Great ! thanks. Tell me if you want me to test that.

pkrog commented 6 years ago

Yes that is the effect I guess. Look at my patch. I've just transformed None values into empty lists. I don't know while those three variables were set to None.

pkrog commented 6 years ago

So maybe the real issue is somewhere upper in the code, but I don't know how to identify it. I suggest we let it like this for Dalcotidine release, and open an issue in rwval so maybe you can find the real problem later.

djcomlab commented 6 years ago

OK sure. The real problem is likely that MTBLS520 is malformed. @proccaserra has reported various problems in MetaboLights ISA-Tabs to them already.

But if @korseby needs MTBLS520 to work urgently, I can prioritise fixing this.

pkrog commented 6 years ago

Maybe at some point we could had a warning message in red inside the HTML saying something like "The input ISA-Tab archive was malformed, some information about the internal data cannot be displayed.".

korseby commented 6 years ago

On Metabolights there are listed several experimental factors, see screenshot:

screen shot 2018-07-16 at 16 00 51

I don't quite understand.
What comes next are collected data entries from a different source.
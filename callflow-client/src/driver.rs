//! Event-driven state machine of one attempt.
//!
//! The driver is the only place a running lifecycle is ended. It waits on,
//! in priority order, transport events, the readystate fallback and the
//! timeout fallback. Whichever terminal signal is seen first decides the
//! outcome, unless an abort was requested before it; later signals are
//! dropped.

use std::future::pending;
use std::pin::Pin;
use std::sync::Arc;

use tokio::sync::{mpsc, oneshot};
use tokio::time::{Sleep, sleep};

use callflow_core::EndStatus;

use crate::builder::defaults;
use crate::client::Client;
use crate::error::{RequestError, TransportError, classify};
use crate::lifecycle::Lifecycle;
use crate::redirect;
use crate::request::Request;
use crate::response::Response;
use crate::transport::{ReadyState, TransportEvent};

type Timer = Option<Pin<Box<Sleep>>>;

async fn elapsed(timer: &mut Timer) {
    match timer {
        Some(delay) => delay.as_mut().await,
        None => pending().await,
    }
}

pub(crate) struct Driver {
    client: Client,
    lifecycle: Arc<Lifecycle>,
    settle: Option<oneshot::Sender<Response>>,
    grace: Timer,
    child: Option<Request>,
}

impl Driver {
    pub(crate) fn new(
        client: Client,
        lifecycle: Arc<Lifecycle>,
        settle: oneshot::Sender<Response>,
    ) -> Self {
        Self {
            client,
            lifecycle,
            settle: Some(settle),
            grace: None,
            child: None,
        }
    }

    pub(crate) async fn run(mut self, mut events: mpsc::UnboundedReceiver<TransportEvent>) {
        let mut deadline: Timer = self
            .lifecycle
            .options()
            .get_timeout()
            .map(|timeout| Box::pin(sleep(timeout)));

        while !self.lifecycle.is_done() {
            tokio::select! {
                biased;

                event = events.recv() => match event {
                    Some(event) => self.handle(event),
                    None => self.fail(EndStatus::Error, "request failed", None),
                },
                () = elapsed(&mut self.grace) => {
                    self.end(EndStatus::Success, None);
                }
                () = elapsed(&mut deadline) => {
                    self.fail(EndStatus::Timeout, "request timed out", None);
                }
            }
        }

        let mut dropped = 0usize;
        while events.try_recv().is_ok() {
            dropped += 1;
        }
        if dropped > 0 {
            tracing::debug!(dropped, "dropped events after termination");
        }
        drop(events);

        if let Some(child) = self.child.take() {
            let response = child.response().await;
            if let Some(tx) = self.settle.take() {
                let _ = tx.send(response);
            }
        }
    }

    fn handle(&mut self, event: TransportEvent) {
        tracing::trace!(event = %event.kind(), "transport event");

        let options = self.lifecycle.options();
        match event {
            TransportEvent::LoadStart(progress)
            | TransportEvent::Progress(progress)
            | TransportEvent::LoadEnd(progress) => {
                if let Some(callback) = options.progress_callback() {
                    callback(&progress);
                }
            }
            TransportEvent::UploadProgress(progress) => {
                if let Some(callback) = options.upload_progress_callback() {
                    callback(&progress);
                }
            }
            TransportEvent::ReadyStateChange(ReadyState::Done) => {
                if self.grace.is_none() {
                    self.grace = Some(Box::pin(sleep(defaults::READY_STATE_GRACE)));
                }
            }
            TransportEvent::ReadyStateChange(_) => {}
            TransportEvent::Load => self.on_load(),
            TransportEvent::Error(err) => self.fail(EndStatus::Error, "request failed", err),
            TransportEvent::Abort(err) => self.fail(EndStatus::Abort, "request aborted", err),
            TransportEvent::Timeout(err) => {
                self.fail(EndStatus::Timeout, "request timed out", err)
            }
        }
    }

    fn on_load(&mut self) {
        if self.lifecycle.is_aborted() {
            self.fail(EndStatus::Abort, "request aborted", None);
            return;
        }

        let Some(next) = redirect::plan(&self.lifecycle) else {
            self.end(EndStatus::Success, None);
            return;
        };

        if let Some(decide) = self.lifecycle.options().redirect_callback().cloned() {
            if !decide(&next, self.lifecycle.as_ref()) {
                tracing::debug!(to = %next.url(), "redirect vetoed");
                self.end(EndStatus::Success, None);
                return;
            }
        }

        tracing::debug!(
            from = %self.lifecycle.options().url(),
            to = %next.url(),
            "following redirect"
        );

        {
            let mut transport = self.lifecycle.transport();
            for (kind, listener) in self.lifecycle.options().listeners() {
                transport.remove_event_listener(*kind, listener);
            }
        }

        let child = self.client.request(next);
        self.lifecycle.set_redirect(child.lifecycle().clone());
        if self.lifecycle.is_aborted() {
            child.abort();
        }
        self.child = Some(child);
        self.end(EndStatus::Redirect, None);
    }

    fn fail(&mut self, status: EndStatus, fallback: &str, err: Option<TransportError>) {
        let cause = self.classify(fallback, err);
        self.end(status, Some(cause));
    }

    /// End the lifecycle. An abort requested before termination overrides
    /// any other settling status.
    fn end(&mut self, status: EndStatus, cause: Option<RequestError>) -> bool {
        let (status, cause) =
            if status.settles() && status != EndStatus::Abort && self.lifecycle.is_aborted() {
                (EndStatus::Abort, Some(self.classify("request aborted", None)))
            } else {
                (status, cause)
            };
        self.lifecycle.end(status, cause, &mut self.settle)
    }

    fn classify(&self, fallback: &str, err: Option<TransportError>) -> RequestError {
        classify(
            &**self.lifecycle.transport(),
            fallback,
            err.map(RequestError::from),
        )
    }
}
Can you forward me the list of potential errors?

The challenge of the MTBLS520 data set is, that it has a different experiment design than traditional biomedicine studies for which Metabolights was designed for.

djcomlab commented 6 years ago

@korseby There are a range of errors in the ISA-Tabs that MetaboLights has stored in its database that sometimes cause loading problems. I'll check MTBLS520 myself through the validator and also try and see why it is missing displaying some of the metadata as per above.
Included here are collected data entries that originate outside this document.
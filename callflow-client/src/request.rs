//! The handle returned for an issued request.

use std::future::IntoFuture;
use std::ops::Deref;
use std::sync::Arc;

use futures::FutureExt;
use futures::future::{BoxFuture, Shared};
use tokio::sync::oneshot;

use callflow_core::EndStatus;

use crate::error::{RequestError, TransportError};
use crate::lifecycle::Lifecycle;
use crate::response::Response;

/// Future resolving to the outcome of a request.
pub type ResponseFuture = Shared<BoxFuture<'static, Response>>;

/// An issued request.
///
/// Dereferences to the first [`Lifecycle`] of the request, so `abort()` and
/// introspection are available directly. Awaiting the request (or any clone
/// of it) yields the one [`Response`] the request settles with; after a
/// followed redirect that is the response of the last attempt.
///
/// # Example
///
/// ```ignore
/// let request = client.request(RequestOptions::get("https://example.com/slow"));
///
/// let watcher = request.clone();
/// tokio::spawn(async move {
///     tokio::time::sleep(Duration::from_secs(1)).await;
///     watcher.abort();
/// });
///
/// let response = request.await;
/// assert_eq!(response.error(), Some(ErrorReason::Abort));
/// ```
#[derive(Clone)]
pub struct Request {
    lifecycle: Arc<Lifecycle>,
    response: ResponseFuture,
}

impl Request {
    pub(crate) fn new(lifecycle: Arc<Lifecycle>, settled: oneshot::Receiver<Response>) -> Self {
        let fallback = lifecycle.clone();
        let response = settled
            .map(move |result| {
                result.unwrap_or_else(|_| {
                    let cause = RequestError::Transport(TransportError::InvalidState(
                        "request dropped before settling".into(),
                    ));
                    Response::new(fallback, EndStatus::Error, Some(cause))
                })
            })
            .boxed()
            .shared();

        Self {
            lifecycle,
            response,
        }
    }

    /// The first lifecycle of this request.
    pub fn lifecycle(&self) -> &Arc<Lifecycle> {
        &self.lifecycle
    }

    /// The most recent lifecycle in the redirect chain.
    pub fn last(&self) -> Arc<Lifecycle> {
        let mut current = self.lifecycle.clone();
        while let Some(next) = current.redirect() {
            current = next;
        }
        current
    }

    /// A future resolving to the outcome.
    pub fn response(&self) -> ResponseFuture {
        self.response.clone()
    }

    /// The outcome, if the request has settled.
    pub fn peek(&self) -> Option<Response> {
        self.response.peek().cloned()
    }
}

impl Deref for Request {
    type Target = Lifecycle;

    fn deref(&self) -> &Lifecycle {
        &self.lifecycle
    }
}

impl IntoFuture for Request {
    type Output = Response;
    type IntoFuture = ResponseFuture;

    fn into_future(self) -> Self::IntoFuture {
        self.response
    }
}

impl std::fmt::Debug for Request {
    fn fmt(&self, f: &mut std::fmt::Formatter<'_>) -> std::fmt::Result {
        f.debug_struct("Request")
            .field("lifecycle", &self.lifecycle)
            .field("settled", &self.response.peek().is_some())
            .finish()
    }
}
djcomlab commented 6 years ago

MTBLS520 seems to load OK with the full isatools ISA-Tab parser (Galaxy datatype uses isa-rwval that has a stripped-back parser).
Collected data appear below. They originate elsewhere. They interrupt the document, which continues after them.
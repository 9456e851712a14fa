//! Error types for request lifecycles.
//!
//! - [`TransportError`]: failures reported by (or about) a transport call
//! - [`RequestError`]: the error captured on a failed [`Response`](crate::Response)
//! - [`classify`]: builds a [`RequestError`] from a finished transport call

use crate::transport::Transport;

/// Failures reported by a transport.
#[derive(Clone, Debug, PartialEq, Eq, thiserror::Error)]
pub enum TransportError {
    /// The URL could not be parsed.
    #[error("invalid url: {0}")]
    InvalidUrl(String),

    /// A header name or value was rejected.
    #[error("invalid header: {0}")]
    InvalidHeader(String),

    /// The operation is not allowed in the call's current state.
    #[error("invalid state: {0}")]
    InvalidState(String),

    /// The connection could not be established or was lost.
    #[error("connection failed: {0}")]
    Connect(String),

    /// Reading or writing a body failed.
    #[error("body error: {0}")]
    Body(String),

    /// TLS setup failed.
    #[error("tls error: {0}")]
    Tls(String),

    /// The transport's own timer elapsed.
    #[error("request timed out")]
    TimedOut,
}

/// Error captured when a request ends in `timeout`, `abort` or `error`.
#[derive(Clone, Debug, PartialEq, Eq, thiserror::Error)]
pub enum RequestError {
    /// An error value supplied by the transport or raised during setup.
    #[error(transparent)]
    Transport(#[from] TransportError),

    /// A description synthesized from the call's status line and body.
    #[error("{status} {status_text}: {detail}")]
    Status {
        status: u16,
        status_text: String,
        detail: String,
    },

    /// Request data could not be encoded.
    #[error("encode error: {0}")]
    Encode(String),
}

impl RequestError {
    /// The HTTP status captured with the error, if any.
    pub fn status(&self) -> Option<u16> {
        match self {
            RequestError::Status { status, .. } => Some(*status),
            _ => None,
        }
    }

    /// The human-readable detail, without the status line.
    pub fn message(&self) -> String {
        match self {
            RequestError::Status { detail, .. } => detail.clone(),
            other => other.to_string(),
        }
    }

    /// Returns true if the error came from a transport timer.
    pub fn is_timeout(&self) -> bool {
        matches!(self, RequestError::Transport(TransportError::TimedOut))
    }
}

impl From<serde_json::Error> for RequestError {
    fn from(err: serde_json::Error) -> Self {
        RequestError::Encode(format!("JSON encoding failed: {}", err))
    }
}

/// Describe why a transport call failed.
///
/// An error value that is already known (from the transport event or from a
/// failed setup step) is returned unchanged. Otherwise the description is
/// `"<status> <status text>: <response text or fallback>"`, with a missing
/// status rendered as `0` and a missing status text as an empty string.
pub fn classify(
    transport: &dyn Transport,
    fallback: &str,
    known: Option<RequestError>,
) -> RequestError {
    if let Some(err) = known {
        return err;
    }

    let detail = transport
        .response_text()
        .filter(|text| !text.is_empty())
        .unwrap_or_else(|| fallback.to_string());

    RequestError::Status {
        status: transport.status(),
        status_text: transport.status_text(),
        detail,
    }
}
korseby commented 6 years ago

That sounds great. Are there any showstoppers left?

djcomlab commented 6 years ago

Yes, the Galaxy datatype can't use the full isatools ISA-Tab parser...

djcomlab commented 6 years ago

I found the problem. It was indeed cause by a data issue! In the investigation file:

STUDY PUBLICATIONS
Study PubMed ID ""
Study Publication DOI   ""
Study Publication Author List   "Kristian Peters
Karin Gorzolka
Steffen Neumann
Helge Bruelheide"
Study Publication Title "Computational workflow to study the seasonal variation of secondary metabolites in 9 different bryophytes"
Study Publication Status    ""
Study Publication Status Term Accession Number  ""
Study Publication Status Term Source REF    ""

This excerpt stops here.